Una niña de nueve años les dice a sus perplejos padres que ella de mayor quiere ser salvaje, pero que los demás no le dejan ser todo lo salvaje que ya es

Una niña de nueve años les dice a sus perplejos padres que ella de mayor quiere ser salvaje, pero que los demás no le dejan ser todo lo salvaje que ya es. ¿Quiénes son los demás?, pregunta su madre. Pues la gente. Y nosotros, ¿también somos la gente? Hombre, pues claro, todos los padres son la gente. Y se pone a caminar por el hotel a cuatro patas apoyándose en los nudillos.

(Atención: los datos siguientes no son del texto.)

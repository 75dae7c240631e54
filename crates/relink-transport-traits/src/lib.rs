//! # Relink Transport Traits
//!
//! Collaborator contracts for the relink connector core.
//! This crate provides the abstractions the connector drives while it
//! establishes, uses and tears down a connection.
//!
//! ## Overview
//!
//! This crate defines:
//! - **Traits**: [`Stream`] (raw byte transport), [`StreamFactory`] (creates a
//!   stream from an address string) and [`Link`] (the framing layer that wraps a stream)
//! - **Types**: [`LinkState`]
//! - **Errors**: [`TransportError`], [`TransportResult`]
//! - **Config**: [`StreamTimeouts`]
//!
//! ## Usage
//!
//! Transport implementations depend on this crate and implement [`Stream`]
//! and [`StreamFactory`]; framing layers implement [`Link`]:
//!
//! ```rust,ignore
//! use relink_transport_traits::{Stream, StreamFactory, TransportResult};
//!
//! #[derive(Debug)]
//! struct SerialFactory;
//!
//! impl StreamFactory for SerialFactory {
//!     fn create(&self, address: &str) -> TransportResult<Box<dyn Stream>> {
//!         /* ... */
//!     }
//! }
//! ```

#![warn(
    missing_docs,
    missing_debug_implementations,
    rust_2018_idioms,
    unreachable_pub,
    clippy::all
)]
#![cfg_attr(docsrs, feature(doc_cfg))]
#![allow(
    clippy::module_name_repetitions,
    clippy::missing_errors_doc,
    clippy::must_use_candidate
)]

mod config;
mod error;
mod traits;
mod types;

// Re-export all public items
pub use config::StreamTimeouts;
pub use error::{TransportError, TransportResult};
pub use traits::{Link, Stream, StreamFactory};
pub use types::LinkState;
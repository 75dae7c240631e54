//! Connector and session error types.

use relink_transport_traits::TransportError;
use thiserror::Error;

/// A specialized `Result` type for session (protocol loop) operations.
pub type SessionResult<T> = std::result::Result<T, SessionError>;

/// A specialized `Result` type for connector operations.
pub type ConnectorResult<T> = std::result::Result<T, ConnectorError>;

/// Ways a session can end other than returning normally.
#[derive(Error, Debug, Clone, PartialEq, Eq)]
#[non_exhaustive]
pub enum SessionError {
    /// The connector was stopped while the session was waiting.
    ///
    /// This is the expected way for a session to end on `stop()` and is never
    /// reported to the listener as an exception.
    #[error("Session cancelled")]
    Cancelled,

    /// The link or its stream failed.
    #[error(transparent)]
    Transport(#[from] TransportError),

    /// The remote endpoint violated the protocol.
    #[error("Protocol error: {0}")]
    Protocol(String),

    /// A fault outside the normal error hierarchy, including a panic in the session.
    ///
    /// Fatal faults are logged and signalled through
    /// [`ConnectorListener::fault`](crate::ConnectorListener::fault) but never
    /// through `exception`.
    #[error("Fatal fault: {0}")]
    Fatal(String),
}

impl SessionError {
    /// Create a protocol error
    pub fn protocol(message: impl Into<String>) -> Self {
        Self::Protocol(message.into())
    }

    /// Returns `true` for the cancellation outcome
    pub fn is_cancelled(&self) -> bool {
        matches!(self, Self::Cancelled)
    }
}

/// Errors reported by the connector, either to the listener or to the caller.
#[derive(Error, Debug, Clone, PartialEq, Eq)]
#[non_exhaustive]
pub enum ConnectorError {
    /// `start()` ran before an address was configured.
    #[error("No address configured")]
    NoAddress,

    /// Creating, opening or flushing the stream failed.
    #[error("Connect failed: {0}")]
    Connect(#[source] TransportError),

    /// The link refused to open.
    #[error("link.open = {0}")]
    LinkOpen(i32),

    /// The session ended with an error.
    #[error("Session failed: {0}")]
    Session(#[from] SessionError),

    /// The worker could not be spawned because no Tokio runtime is running.
    #[error("No Tokio runtime available to spawn the connector worker")]
    NoRuntime,
}

impl ConnectorError {
    /// Returns `true` for failures of the connect phase.
    ///
    /// These are always retried by a persistent connector after the retry delay.
    pub fn is_connect_failure(&self) -> bool {
        matches!(self, Self::NoAddress | Self::Connect(_) | Self::LinkOpen(_))
    }
}
//! Connector state machine
//!
//! One worker runs per started connector. Each pass of the loop is one
//! attempt: connect, run the session, clean up. Attempts are strictly
//! sequential and every listener callback is made from here.

use std::any::Any;
use std::panic::AssertUnwindSafe;
use std::sync::Arc;
use std::time::Duration;

use futures::FutureExt;
use relink_transport_traits::{Link, StreamFactory};
use tokio::sync::watch;
use tokio_util::sync::CancellationToken;
use tracing::{debug, error, info, warn};

use crate::connector::{ConnectorState, Shared};
use crate::error::{ConnectorError, ConnectorResult, SessionError, SessionResult};
use crate::metrics::AtomicMetrics;
use crate::session::{Session, SessionContext};

/// What the outer loop does after an attempt
#[derive(Debug, Clone, Copy, PartialEq, Eq)]
enum Flow {
    Continue,
    Terminate,
}

/// Releases the worker slot however the worker ends, including by panic
struct WorkerExit<S: Session> {
    shared: Arc<Shared<S>>,
    generation: u64,
}

impl<S: Session> Drop for WorkerExit<S> {
    fn drop(&mut self) {
        self.shared.release_worker(self.generation);
    }
}

/// Worker body. `done` is dropped last, after the slot has been released.
pub(crate) async fn run<S: Session>(
    shared: Arc<Shared<S>>,
    generation: u64,
    cancel: CancellationToken,
    done: watch::Sender<()>,
) {
    let _done = done;
    let _exit = WorkerExit {
        shared: Arc::clone(&shared),
        generation,
    };

    debug!("Worker {} started", generation);
    while !shared.is_stopped() {
        if attempt(&shared, &cancel).await == Flow::Terminate {
            break;
        }
    }
    debug!("Worker {} exiting", generation);
}

async fn attempt<S: Session>(shared: &Shared<S>, cancel: &CancellationToken) -> Flow {
    let persistent = shared.config.persistent;
    shared.set_state(ConnectorState::Connecting);

    let mut link = tokio::select! {
        biased;
        () = cancel.cancelled() => return Flow::Terminate,
        link = shared.link.lock() => link,
    };

    AtomicMetrics::incr(&shared.metrics.connect_attempts);
    let target = shared.address();
    let connected = tokio::select! {
        biased;
        () = cancel.cancelled() => None,
        result = connect(
            shared.factory.as_ref(),
            &mut *link,
            target.as_deref(),
            shared.config.char_timeout(),
        ) => Some(result),
    };

    let address = match connected {
        None => {
            debug!("Connect attempt interrupted by stop");
            link.close().await;
            drop(link);
            notify_disconnected(shared);
            return Flow::Terminate;
        }
        Some(Err(err)) => {
            AtomicMetrics::incr(&shared.metrics.connect_failures);
            link.close().await;
            drop(link);

            warn!(
                "Connect to {} failed: {}",
                target.as_deref().unwrap_or("<unset>"),
                err
            );
            notify_disconnected(shared);
            shared.listener.notify(|l| l.exception(&err));

            if !persistent {
                info!("Not persistent, giving up after failed connect");
                return Flow::Terminate;
            }
            let delay = shared.config.retry_delay();
            debug!("Retrying in {:?}", delay);
            return tokio::select! {
                biased;
                () = cancel.cancelled() => Flow::Terminate,
                () = tokio::time::sleep(delay) => Flow::Continue,
            };
        }
        Some(Ok(address)) => address,
    };

    AtomicMetrics::incr(&shared.metrics.sessions);
    shared.set_state(ConnectorState::Connected);
    info!("Connected to {}", address);
    shared.session.on_connected();
    shared.listener.notify(|l| l.connected());

    let outcome = {
        let mut ctx = SessionContext::<S>::new(
            &mut *link,
            &shared.mailbox,
            &shared.listener,
            cancel,
            &address,
        );
        run_guarded(&shared.session, &mut ctx, cancel).await
    };

    match outcome {
        Ok(()) => debug!("Session with {} ended", address),
        Err(SessionError::Cancelled) => debug!("Session with {} cancelled", address),
        Err(SessionError::Fatal(reason)) => {
            AtomicMetrics::incr(&shared.metrics.faults);
            error!("Fatal fault in session with {}: {}", address, reason);
            shared.listener.notify(|l| l.fault(&reason));
        }
        Err(err) => {
            AtomicMetrics::incr(&shared.metrics.session_errors);
            error!("Session with {} failed: {}", address, err);
            if !shared.is_stopped() {
                let err = ConnectorError::Session(err);
                shared.listener.notify(|l| l.exception(&err));
            }
        }
    }

    if !persistent {
        shared.mark_stopped();
    }
    shared.clear_queue();
    link.close().await;
    drop(link);
    shared.set_state(ConnectorState::Connecting);
    info!("Disconnected from {}", address);
    notify_disconnected(shared);
    Flow::Continue
}

/// Run the session until it returns, panics or the connector is stopped
async fn run_guarded<S: Session>(
    session: &S,
    ctx: &mut SessionContext<'_, S>,
    cancel: &CancellationToken,
) -> SessionResult<()> {
    tokio::select! {
        biased;
        () = cancel.cancelled() => Err(SessionError::Cancelled),
        result = AssertUnwindSafe(session.run_session(ctx)).catch_unwind() => {
            result.unwrap_or_else(|panic| Err(SessionError::Fatal(panic_message(panic.as_ref()))))
        }
    }
}

/// Create, open and flush a stream, bind it into `link` and open the link
async fn connect<L: Link>(
    factory: &dyn StreamFactory,
    link: &mut L,
    address: Option<&str>,
    char_timeout: Duration,
) -> ConnectorResult<String> {
    let address = address.ok_or(ConnectorError::NoAddress)?;

    let mut io = factory.create(address).map_err(ConnectorError::Connect)?;
    io.set_char_timeout(char_timeout);
    io.open().await.map_err(ConnectorError::Connect)?;
    if let Err(e) = io.flush().await {
        let _ = io.close().await;
        return Err(ConnectorError::Connect(e));
    }
    link.set_io(io);

    let status = link.open().await.map_err(ConnectorError::Connect)?;
    if status < 0 {
        return Err(ConnectorError::LinkOpen(status));
    }
    Ok(address.to_string())
}

fn notify_disconnected<S: Session>(shared: &Shared<S>) {
    shared.session.on_disconnected();
    shared.listener.notify(|l| l.disconnected());
}

fn panic_message(payload: &(dyn Any + Send)) -> String {
    if let Some(message) = payload.downcast_ref::<&str>() {
        format!("session panicked: {message}")
    } else if let Some(message) = payload.downcast_ref::<String>() {
        format!("session panicked: {message}")
    } else {
        "session panicked".to_string()
    }
}
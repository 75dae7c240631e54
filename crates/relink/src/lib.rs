//! # Relink
//!
//! Lifecycle management for one persistent connection to a remote instrument,
//! device or server.
//!
//! ## Overview
//!
//! A [`Connector`] owns a background worker that repeatedly
//!
//! 1. creates a stream for the configured address, opens it and binds it into a link,
//! 2. runs the endpoint-specific [`Session`] until it ends, fails or is cancelled,
//! 3. cleans up and, when `persistent`, reconnects (after a fixed delay if the
//!    connect itself failed).
//!
//! Outbound commands are queued on a [`Mailbox`] that the session consumes.
//! Lifecycle events and command completions are reported to a weakly held
//! [`ConnectorListener`].
//!
//! ## Quick Start
//!
//! ```rust,no_run
//! use std::sync::Arc;
//! use async_trait::async_trait;
//! use relink::prelude::*;
//! use relink_tcp::LineLink;
//!
//! struct Echo;
//!
//! #[async_trait]
//! impl Session for Echo {
//!     type Command = Command;
//!     type Link = LineLink;
//!
//!     fn default_port(&self) -> u16 {
//!         4000
//!     }
//!
//!     async fn run_session(&self, ctx: &mut SessionContext<'_, Self>) -> SessionResult<()> {
//!         while let Command::Exec { id, line } = ctx.next_command().await? {
//!             ctx.link().send_line(&line).await?;
//!             ctx.link().recv_line().await?;
//!             ctx.exec_done(id);
//!         }
//!         Ok(())
//!     }
//! }
//!
//! struct Log;
//!
//! impl ConnectorListener for Log {
//!     fn connected(&self) { println!("up"); }
//!     fn disconnected(&self) { println!("down"); }
//!     fn exception(&self, error: &ConnectorError) { println!("error: {error}"); }
//! }
//!
//! #[tokio::main]
//! async fn main() -> Result<(), ConnectorError> {
//!     let listener = Arc::new(Log);
//!     let connector = Connector::tcp(Echo, ConnectorConfig::default());
//!     connector.set_address("dev1");
//!     connector.set_listener(listener.clone());
//!     connector.start()?;
//!
//!     connector.enqueue(Command::exec(1, "*IDN?"));
//!     tokio::signal::ctrl_c().await.ok();
//!     connector.stop().await;
//!     Ok(())
//! }
//! ```
//!
//! ## Cancellation
//!
//! `stop()` cancels the worker's [`CancellationToken`](tokio_util::sync::CancellationToken).
//! Whatever the worker is waiting on (stream open, mailbox, retry delay, the
//! session itself) is abandoned at its next await point and the attempt ends
//! without an `exception` notification. `stop()` then waits at most the
//! configured shutdown timeout for the worker to exit.

#![warn(
    missing_docs,
    missing_debug_implementations,
    rust_2018_idioms,
    unreachable_pub,
    clippy::all
)]
#![cfg_attr(docsrs, feature(doc_cfg))]
#![allow(
    clippy::module_name_repetitions,
    clippy::missing_errors_doc,
    clippy::must_use_candidate
)]

pub mod command;
pub mod config;
pub mod connector;
pub mod error;
pub mod listener;
pub mod mailbox;
pub mod metrics;
pub mod session;
mod worker;

pub use command::{ChannelData, Command};
pub use config::{ConfigError, ConnectorConfig, ConnectorConfigBuilder};
pub use connector::{
    Connector, ConnectorBuilder, ConnectorState, StartOutcome, StopOutcome, normalize_address,
};
pub use error::{ConnectorError, ConnectorResult, SessionError, SessionResult};
pub use listener::ConnectorListener;
pub use mailbox::Mailbox;
pub use metrics::ConnectorMetrics;
pub use session::{Session, SessionContext};

// Re-export transport traits for convenience
pub use relink_transport_traits::{
    Link, LinkState, Stream, StreamFactory, StreamTimeouts, TransportError, TransportResult,
};

/// Default TCP collaborators
#[cfg(feature = "tcp")]
#[cfg_attr(docsrs, doc(cfg(feature = "tcp")))]
pub use relink_tcp as tcp;

/// Convenience re-exports for implementing sessions and listeners
pub mod prelude {
    pub use crate::{
        ChannelData, Command, Connector, ConnectorConfig, ConnectorError, ConnectorListener,
        Session, SessionContext, SessionError, SessionResult, StartOutcome, StopOutcome,
    };
    pub use async_trait::async_trait;
}
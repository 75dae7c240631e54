//! The protocol strategy a connector drives
//!
//! A [`Session`] supplies the parts of a connector that depend on the remote
//! endpoint: its default port, its link type, and the protocol loop that runs
//! for as long as a connection is up. Everything else (connecting, retrying,
//! stopping, notifying the listener) belongs to [`Connector`](crate::Connector).

use std::time::Duration;

use async_trait::async_trait;
use relink_transport_traits::Link;
use tokio_util::sync::CancellationToken;

use crate::command::ChannelData;
use crate::error::SessionResult;
use crate::listener::{ConnectorListener, ListenerSlot};
use crate::mailbox::Mailbox;

/// Endpoint-specific behaviour of a connector.
///
/// # Example
///
/// ```rust
/// use async_trait::async_trait;
/// use relink::{Command, Session, SessionContext, SessionResult};
/// use relink_tcp::LineLink;
///
/// struct Scpi;
///
/// #[async_trait]
/// impl Session for Scpi {
///     type Command = Command;
///     type Link = LineLink;
///
///     fn default_port(&self) -> u16 {
///         5025
///     }
///
///     async fn run_session(&self, ctx: &mut SessionContext<'_, Self>) -> SessionResult<()> {
///         loop {
///             if let Command::Exec { id, line } = ctx.next_command().await? {
///                 ctx.link().send_line(&line).await?;
///                 ctx.exec_done(id);
///             }
///         }
///     }
/// }
/// ```
#[async_trait]
pub trait Session: Send + Sync + 'static {
    /// Items queued through [`Connector::enqueue`](crate::Connector::enqueue)
    type Command: Send + 'static;

    /// The link the session talks through
    type Link: Link + 'static;

    /// Port appended to addresses given without one
    fn default_port(&self) -> u16;

    /// Name used in log output
    fn name(&self) -> &str {
        "connector"
    }

    /// The protocol loop for one established connection.
    ///
    /// Returning `Ok(())` ends the session normally; a persistent connector
    /// then reconnects immediately. Errors are reported to the listener unless
    /// the connector is being stopped. When the connector is stopped the
    /// future is dropped at its next await point.
    async fn run_session(&self, ctx: &mut SessionContext<'_, Self>) -> SessionResult<()>;

    /// Hook invoked after the link opened, before the listener hears `connected`
    fn on_connected(&self) {}

    /// Hook invoked whenever a session ends or a connect attempt fails
    fn on_disconnected(&self) {}

    /// Fill `data` from cached values, outside the protocol loop
    fn read_channel(&self, _data: &mut ChannelData) {}

    /// Accept `data` for writing, outside the protocol loop
    fn write_channel(&self, _data: &ChannelData) {}
}

/// Everything a running session may touch
pub struct SessionContext<'a, S: Session + ?Sized> {
    link: &'a mut S::Link,
    mailbox: &'a Mailbox<S::Command>,
    listener: &'a ListenerSlot,
    cancel: &'a CancellationToken,
    address: &'a str,
}

impl<'a, S: Session + ?Sized> SessionContext<'a, S> {
    pub(crate) fn new(
        link: &'a mut S::Link,
        mailbox: &'a Mailbox<S::Command>,
        listener: &'a ListenerSlot,
        cancel: &'a CancellationToken,
        address: &'a str,
    ) -> Self {
        Self {
            link,
            mailbox,
            listener,
            cancel,
            address,
        }
    }

    /// The open link
    pub fn link(&mut self) -> &mut S::Link {
        self.link
    }

    /// Address of the connected endpoint
    pub fn address(&self) -> &str {
        self.address
    }

    /// Wait for the next queued command; fails with `Cancelled` on stop
    pub async fn next_command(&self) -> SessionResult<S::Command> {
        self.mailbox.take(self.cancel).await
    }

    /// Wait up to `timeout` for the next queued command
    pub async fn next_command_timeout(
        &self,
        timeout: Duration,
    ) -> SessionResult<Option<S::Command>> {
        self.mailbox.take_timeout(timeout, self.cancel).await
    }

    /// Take a queued command without waiting
    pub fn try_next_command(&self) -> Option<S::Command> {
        self.mailbox.try_take()
    }

    /// Number of commands waiting
    pub fn pending_commands(&self) -> usize {
        self.mailbox.len()
    }

    /// Returns `true` once the connector has been asked to stop
    pub fn is_cancelled(&self) -> bool {
        self.cancel.is_cancelled()
    }

    /// Resolves once the connector has been asked to stop
    pub async fn cancelled(&self) {
        self.cancel.cancelled().await;
    }

    /// Report an exec completion to the listener
    pub fn exec_done(&self, id: i32) {
        self.listener.notify(|l| l.exec_done(id));
    }

    /// Report a channel read completion to the listener
    pub fn read_done(&self, result: i32, name: &str, values: &[f32]) {
        self.listener.notify(|l| l.read_done(result, name, values));
    }

    /// Report a channel write completion to the listener
    pub fn write_done(&self, result: i32, name: &str) {
        self.listener.notify(|l| l.write_done(result, name));
    }

    /// The registered listener, if still alive
    pub fn listener(&self) -> Option<std::sync::Arc<dyn ConnectorListener>> {
        self.listener.get()
    }
}

impl<S: Session + ?Sized> std::fmt::Debug for SessionContext<'_, S> {
    fn fmt(&self, f: &mut std::fmt::Formatter<'_>) -> std::fmt::Result {
        f.debug_struct("SessionContext")
            .field("address", &self.address)
            .field("pending_commands", &self.mailbox.len())
            .field("cancelled", &self.cancel.is_cancelled())
            .finish()
    }
}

La cuestión había comenzado cuando, paseando por un sendero boscoso, la niña se empinó para coger una manzana que colgaba entre muchas de un pomeral, pero había aparecido un labrador como por encanto y le había afeado la conducta en un idioma apenas comprensible. Tras salir disparada, la niña preguntó a sus padres si en la naturaleza todo era de alguien. Sí, respondió el padre, ahora ya todo tiene dueño. Entonces, ¿esto no es la naturaleza? No, hija, ya casi no queda naturaleza. ¿Dónde queda? Pues un poco en las selvas del Amazonas, pero no te lo puedo asegurar. Caviló un poco y por la tarde es cuando dijo que ella era salvaje Y que sólo le interesaba lo salvaje.

Iba yo leyendo entonces El día que empezó la Guerra Civil, de Pilar Mera (Taurus), un buen resumen de los funestos días de julio del 36, y andaba horrorizado de nuevo por las salvajadas que cometieron izquierdas y derechas. El libro es bastante ecuánime, aunque no figura nunca ni el partido comunista ni la URSS, pero sí Alemania e Italia, lo que resulta un poco raro (p.195). Pero, en fin, lo que intimida son las barbaridades que cometieron ambos bandos.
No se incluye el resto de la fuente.